One further critical point in the application of the neural net is how to detect faulty reconstructions. As stated in Section 3.1, detecting a wrongly reconstructed spectrum is more difficult than for conventional smoothing or correction techniques, as the network will always create a clean-looking spectrum, just probably not with the correct bands at the correct positions. Having any measure of confidence about the network’s reconstruction would be very useful for rejecting faulty reconstructions. A solution to this could be found within the encoded data layer of the network itself. Figure 6A shows a visualization of the first three principal components of the encoded version of 2000 artificially distorted ATR spectra (i.e., the testing set) that were encoded by the network after training on 8000 other artificially distorted ATR spectra (i.e., the training set). To obtain the plot, PCA decomposition was carried out on a combined array from encoded train and test data, i.e., a 10 000 × 128 matrix. The first three principal components of the test data are plotted and color-coded according to the correlation of the reconstructed spectra to the target spectra. The image shows that spectra resulting in low reconstruction quality are represented by a diffuse point cloud in the center surrounded by clusters of points representing spectra that could be restored with high quality. Hence, there is a correlation between spectra in their encoded form and the quality of reconstruction. This relation was explored further by calculating the average distance to the five closest training spectra in the encoded space for each encoded testing spectrum. Figure 6B plots the achieved correlation from the reconstructed to the target spectrum as a function of the average distance to the training data. In addition, the plotted data points are color-coded using the correlation of the input spectra (i.e., the artificially distorted spectra) to the target spectra. The image shows two trends: First, the reconstruction quality in terms of correlation of the reconstructed to the target spectrum decreases with increasing distance to the training data, which again underlines the necessity for training data as representative as possible. But, second, even for input spectra with high distance to training data, the reconstruction can be good if the input spectrum was already quite close to the target spectrum.

Figure 6.

Figure 6

(A) Three-dimensional (3D) PCA plot of the validation with encoded quality of reconstruction (yellow = high correlation to the target spectrum, blue = low correlation to the target spectrum). (B) Plot of correlation of the restored to the target spectrum as a function of distance of each test point in the encoded space to the encoded versions of the training data.

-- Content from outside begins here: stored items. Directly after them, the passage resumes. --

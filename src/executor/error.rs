//! Executor error types
//!
//! Every engine failure carries the MySQL error code and SQL state the
//! client receives in the ERR packet.

use std::fmt;

use crate::sql::SqlError;
use crate::storage::StorageError;

/// MySQL error codes
pub mod codes {
    pub const ER_DB_CREATE_EXISTS: u16 = 1007;
    pub const ER_DB_DROP_EXISTS: u16 = 1008;
    pub const ER_DBACCESS_DENIED: u16 = 1044;
    pub const ER_ACCESS_DENIED: u16 = 1045;
    pub const ER_NO_DB_ERROR: u16 = 1046;
    pub const ER_UNKNOWN_COM_ERROR: u16 = 1047;
    pub const ER_BAD_NULL_ERROR: u16 = 1048;
    pub const ER_BAD_DB_ERROR: u16 = 1049;
    pub const ER_TABLE_EXISTS_ERROR: u16 = 1050;
    pub const ER_BAD_TABLE_ERROR: u16 = 1051;
    pub const ER_BAD_FIELD_ERROR: u16 = 1054;
    pub const ER_DUP_FIELDNAME: u16 = 1060;
    pub const ER_DUP_ENTRY: u16 = 1062;
    pub const ER_PARSE_ERROR: u16 = 1064;
    pub const ER_EMPTY_QUERY: u16 = 1065;
    pub const ER_WRONG_VALUE_COUNT_ON_ROW: u16 = 1136;
    pub const ER_KEY_COLUMN_DOES_NOT_EXIST: u16 = 1072;
    pub const ER_UNKNOWN_ERROR: u16 = 1105;
    pub const ER_TABLEACCESS_DENIED: u16 = 1142;
    pub const ER_NO_SUCH_TABLE: u16 = 1146;
    pub const ER_UNKNOWN_SYSTEM_VARIABLE: u16 = 1193;
    pub const ER_WRONG_VALUE_FOR_VAR: u16 = 1231;
    pub const ER_NOT_SUPPORTED_YET: u16 = 1235;
    pub const ER_INCORRECT_GLOBAL_LOCAL_VAR: u16 = 1238;
    pub const ER_SPECIFIC_ACCESS_DENIED: u16 = 1227;
    pub const ER_TRUNCATED_WRONG_VALUE: u16 = 1292;
    pub const ER_UNSUPPORTED_PS: u16 = 1295;
    pub const ER_UNKNOWN_TIME_ZONE: u16 = 1298;
    pub const ER_NO_DEFAULT_FOR_FIELD: u16 = 1364;
    pub const ER_TRUNCATED_WRONG_VALUE_FOR_FIELD: u16 = 1366;
    pub const ER_DIVISION_BY_ZERO: u16 = 1365;
    pub const ER_CANNOT_USER: u16 = 1396;
    pub const ER_DATA_TOO_LONG: u16 = 1406;
    pub const ER_CANT_CREATE_USER_WITH_GRANT: u16 = 1410;
    pub const ER_AUTOINC_READ_FAILED: u16 = 1467;
    pub const ER_DATA_OUT_OF_RANGE: u16 = 1690;
    /// Multi-statement batch rejected because multi_statement_mode is OFF
    pub const ER_MULTI_STATEMENT_DISABLED: u16 = 8130;
}

/// SQL state codes
pub mod states {
    pub const SYNTAX_ERROR: &str = "42000";
    pub const NO_SUCH_TABLE: &str = "42S02";
    pub const TABLE_EXISTS: &str = "42S01";
    pub const BAD_FIELD: &str = "42S22";
    pub const INTEGRITY: &str = "23000";
    pub const NO_DB: &str = "3D000";
    pub const ACCESS_DENIED: &str = "28000";
    pub const DATA: &str = "22001";
    pub const OUT_OF_RANGE: &str = "22003";
    pub const DATETIME: &str = "22007";
    pub const GENERAL_ERROR: &str = "HY000";
}

/// Result type for executor operations
pub type EngineResult<T> = Result<T, EngineError>;

/// Engine error as reported to the client
#[derive(Debug, Clone, PartialEq, Eq)]
pub struct EngineError {
    pub code: u16,
    pub state: &'static str,
    pub message: String,
}

impl EngineError {
    pub fn new(code: u16, state: &'static str, message: impl Into<String>) -> Self {
        EngineError {
            code,
            state,
            message: message.into(),
        }
    }

    pub fn syntax(detail: &str) -> Self {
        Self::new(
            codes::ER_PARSE_ERROR,
            states::SYNTAX_ERROR,
            format!(
                "You have an error in your SQL syntax; check the manual that corresponds to your MySQL server version for the right syntax to use {}",
                detail
            ),
        )
    }

    pub fn unsupported(what: &str) -> Self {
        Self::new(
            codes::ER_NOT_SUPPORTED_YET,
            states::SYNTAX_ERROR,
            format!("This version of MySQL doesn't yet support '{}'", what),
        )
    }

    pub fn no_database() -> Self {
        Self::new(codes::ER_NO_DB_ERROR, states::NO_DB, "No database selected")
    }

    pub fn unknown_database(name: &str) -> Self {
        Self::new(
            codes::ER_BAD_DB_ERROR,
            states::SYNTAX_ERROR,
            format!("Unknown database '{}'", name),
        )
    }

    pub fn no_such_table(database: &str, table: &str) -> Self {
        Self::new(
            codes::ER_NO_SUCH_TABLE,
            states::NO_SUCH_TABLE,
            format!("Table '{}.{}' doesn't exist", database, table),
        )
    }

    pub fn table_exists(table: &str) -> Self {
        Self::new(
            codes::ER_TABLE_EXISTS_ERROR,
            states::TABLE_EXISTS,
            format!("Table '{}' already exists", table),
        )
    }

    pub fn unknown_column(column: &str, clause: &str) -> Self {
        Self::new(
            codes::ER_BAD_FIELD_ERROR,
            states::BAD_FIELD,
            format!("Unknown column '{}' in '{}'", column, clause),
        )
    }

    pub fn duplicate_entry(value: &str, table: &str, key: &str) -> Self {
        Self::new(
            codes::ER_DUP_ENTRY,
            states::INTEGRITY,
            format!("Duplicate entry '{}' for key '{}.{}'", value, table, key),
        )
    }

    pub fn bad_null(column: &str) -> Self {
        Self::new(
            codes::ER_BAD_NULL_ERROR,
            states::INTEGRITY,
            format!("Column '{}' cannot be null", column),
        )
    }

    /// Table-level privilege failure (e.g. INSERT by a read-only account)
    pub fn table_access_denied(command: &str, user: &str, host: &str, table: &str) -> Self {
        Self::new(
            codes::ER_TABLEACCESS_DENIED,
            states::SYNTAX_ERROR,
            format!(
                "{} command denied to user '{}'@'{}' for table '{}'",
                command, user, host, table
            ),
        )
    }

    pub fn database_access_denied(user: &str, host: &str, database: &str) -> Self {
        Self::new(
            codes::ER_DBACCESS_DENIED,
            states::SYNTAX_ERROR,
            format!(
                "Access denied for user '{}'@'{}' to database '{}'",
                user, host, database
            ),
        )
    }

    pub fn specific_access_denied(privilege: &str) -> Self {
        Self::new(
            codes::ER_SPECIFIC_ACCESS_DENIED,
            states::SYNTAX_ERROR,
            format!(
                "Access denied; you need (at least one of) the {} privilege(s) for this operation",
                privilege
            ),
        )
    }

    pub fn access_denied(user: &str, host: &str, using_password: bool) -> Self {
        Self::new(
            codes::ER_ACCESS_DENIED,
            states::ACCESS_DENIED,
            format!(
                "Access denied for user '{}'@'{}' (using password: {})",
                user,
                host,
                if using_password { "YES" } else { "NO" }
            ),
        )
    }

    pub fn unknown_variable(name: &str) -> Self {
        Self::new(
            codes::ER_UNKNOWN_SYSTEM_VARIABLE,
            states::GENERAL_ERROR,
            format!("Unknown system variable '{}'", name),
        )
    }

    pub fn wrong_value_for_var(name: &str, value: &str) -> Self {
        Self::new(
            codes::ER_WRONG_VALUE_FOR_VAR,
            states::SYNTAX_ERROR,
            format!("Variable '{}' can't be set to the value of '{}'", name, value),
        )
    }

    pub fn cannot_user(operation: &str, account: &str) -> Self {
        Self::new(
            codes::ER_CANNOT_USER,
            states::GENERAL_ERROR,
            format!("Operation {} failed for {}", operation, account),
        )
    }

    pub fn out_of_range(expr: &str) -> Self {
        Self::new(
            codes::ER_DATA_OUT_OF_RANGE,
            states::OUT_OF_RANGE,
            format!("BIGINT value is out of range in '{}'", expr),
        )
    }

    /// The auto-increment counter has no next value
    pub fn autoinc_exhausted() -> Self {
        Self::new(
            codes::ER_AUTOINC_READ_FAILED,
            states::GENERAL_ERROR,
            "Failed to read auto-increment value from storage engine",
        )
    }

    pub fn internal(message: impl Into<String>) -> Self {
        Self::new(codes::ER_UNKNOWN_ERROR, states::GENERAL_ERROR, message)
    }
}

impl fmt::Display for EngineError {
    fn fmt(&self, f: &mut fmt::Formatter<'_>) -> fmt::Result {
        write!(f, "ERROR {} ({}): {}", self.code, self.state, self.message)
    }
}

impl std::error::Error for EngineError {}

impl From<SqlError> for EngineError {
    fn from(e: SqlError) -> Self {
        match e {
            SqlError::Parse(near) => EngineError::syntax(&near),
            SqlError::Unsupported(what) => EngineError::unsupported(&what),
        }
    }
}

impl From<StorageError> for EngineError {
    fn from(e: StorageError) -> Self {
        EngineError::internal(e.to_string())
    }
}

#[cfg(test)]
mod tests {
    use super::*;

    #[test]
    fn test_duplicate_entry_message() {
        let e = EngineError::duplicate_entry("10086", "students", "PRIMARY");
        assert_eq!(e.code, 1062);
        assert_eq!(e.state, "23000");
        assert_eq!(
            e.message,
            "Duplicate entry '10086' for key 'students.PRIMARY'"
        );
    }

    #[test]
    fn test_from_sql_error() {
        let e: EngineError = SqlError::Parse("near 'SELEC 1'".to_string()).into();
        assert_eq!(e.code, codes::ER_PARSE_ERROR);
        assert!(e.message.ends_with("near 'SELEC 1'"));
    }

    #[test]
    fn test_closed_storage_maps_to_unknown_error() {
        let e: EngineError = StorageError::Closed.into();
        assert_eq!(e.code, codes::ER_UNKNOWN_ERROR);
        assert_eq!(e.to_string(), "ERROR 1105 (HY000): Storage is closed");
    }
}
//! Content diff highlighting for AI-suggested resume text.
//!
//! Compares a suggested rewrite against the user's current text and marks
//! which suggested tokens are new so the client can paint highlight spans.
//! Novelty is word-level set membership, not an edit script: a token is new
//! when its cleaned text appears nowhere in the current text.

use std::collections::HashSet;

use serde::{Deserialize, Serialize};

use crate::highlight::tokenize::{strip_markers, tokenize};

// ────────────────────────────────────────────────────────────────────────────
// Data models
// ────────────────────────────────────────────────────────────────────────────

/// How run boundaries (`is_start` / `is_end`) decide whether a neighboring
/// suggested token is new.
///
/// The web client's original highlighter checks the raw neighbor token
/// (markers included) against the current token list, while the primary
/// `is_new` check compares cleaned tokens. `Legacy` keeps that split;
/// `Normalized` uses cleaned tokens on both sides. Swapped at startup via
/// `HIGHLIGHT_BOUNDARY_MODE`.
#[derive(Debug, Clone, Copy, Default, PartialEq, Eq)]
pub enum BoundaryMode {
    #[default]
    Legacy,
    Normalized,
}

/// One suggested-text token with its highlight annotations.
///
/// `text` has bold markers stripped. `is_start`/`is_end` mark the edges of a
/// maximal run of new tokens and exist only so the client can round the
/// highlight corners.
#[derive(Debug, Clone, PartialEq, Eq, Serialize, Deserialize)]
pub struct AnnotatedToken {
    pub text: String,
    pub is_new: bool,
    pub is_bold: bool,
    pub is_start: bool,
    pub is_end: bool,
}

// ────────────────────────────────────────────────────────────────────────────
// Annotation
// ────────────────────────────────────────────────────────────────────────────

/// Annotates each token of `suggested` with novelty relative to `current`.
///
/// An absent or empty `current` is an empty baseline: every suggested token
/// is new and the whole sequence forms a single run. The output always has
/// exactly one entry per suggested token; an empty `suggested` yields an
/// empty vec. Total over all string inputs — never fails.
pub fn annotate(current: Option<&str>, suggested: &str, mode: BoundaryMode) -> Vec<AnnotatedToken> {
    let current_tokens = tokenize(current.unwrap_or(""));
    let suggested_tokens = tokenize(suggested);

    // Membership pools over the current text. Cleaned tokens drive `is_new`;
    // raw tokens drive the Legacy adjacency check.
    let cleaned_pool: HashSet<&str> = current_tokens.iter().map(|t| strip_markers(t).0).collect();
    let raw_pool: HashSet<&str> = current_tokens.iter().map(String::as_str).collect();

    let is_new_at = |i: usize| !cleaned_pool.contains(strip_markers(&suggested_tokens[i]).0);

    // Neighbor novelty for run boundaries. A missing neighbor (sequence edge)
    // counts as not-new, so a run touching the edge still closes there.
    let neighbor_is_new = |i: Option<usize>| match i {
        None => false,
        Some(i) => match mode {
            BoundaryMode::Legacy => !raw_pool.contains(suggested_tokens[i].as_str()),
            BoundaryMode::Normalized => is_new_at(i),
        },
    };

    (0..suggested_tokens.len())
        .map(|i| {
            let (text, is_bold) = strip_markers(&suggested_tokens[i]);
            let is_new = is_new_at(i);
            let prev_is_new = neighbor_is_new(i.checked_sub(1));
            let next_is_new = neighbor_is_new((i + 1 < suggested_tokens.len()).then_some(i + 1));

            AnnotatedToken {
                text: text.to_string(),
                is_new,
                is_bold,
                is_start: is_new && !prev_is_new,
                is_end: is_new && !next_is_new,
            }
        })
        .collect()
}

/// Set non-membership check for scalar fields (technology tags, skill items).
/// An absent collection means everything is new.
pub fn is_new_item(existing: Option<&[String]>, item: &str) -> bool {
    match existing {
        Some(items) => !items.iter().any(|i| i == item),
        None => true,
    }
}

// ────────────────────────────────────────────────────────────────────────────
// Tests
// ────────────────────────────────────────────────────────────────────────────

The code developed for this manuscript implements a simple method for calculating the average distance of any spectrum in inference mode to all of the spectra used for training the network. This allows determining the indices of spectra further away from any training data than a given user-defined threshold, which then can be used to exclude reconstructions with low confidence. However, the method is far from ideal, as the correlation between training point distance and reconstruction quality is relatively weak.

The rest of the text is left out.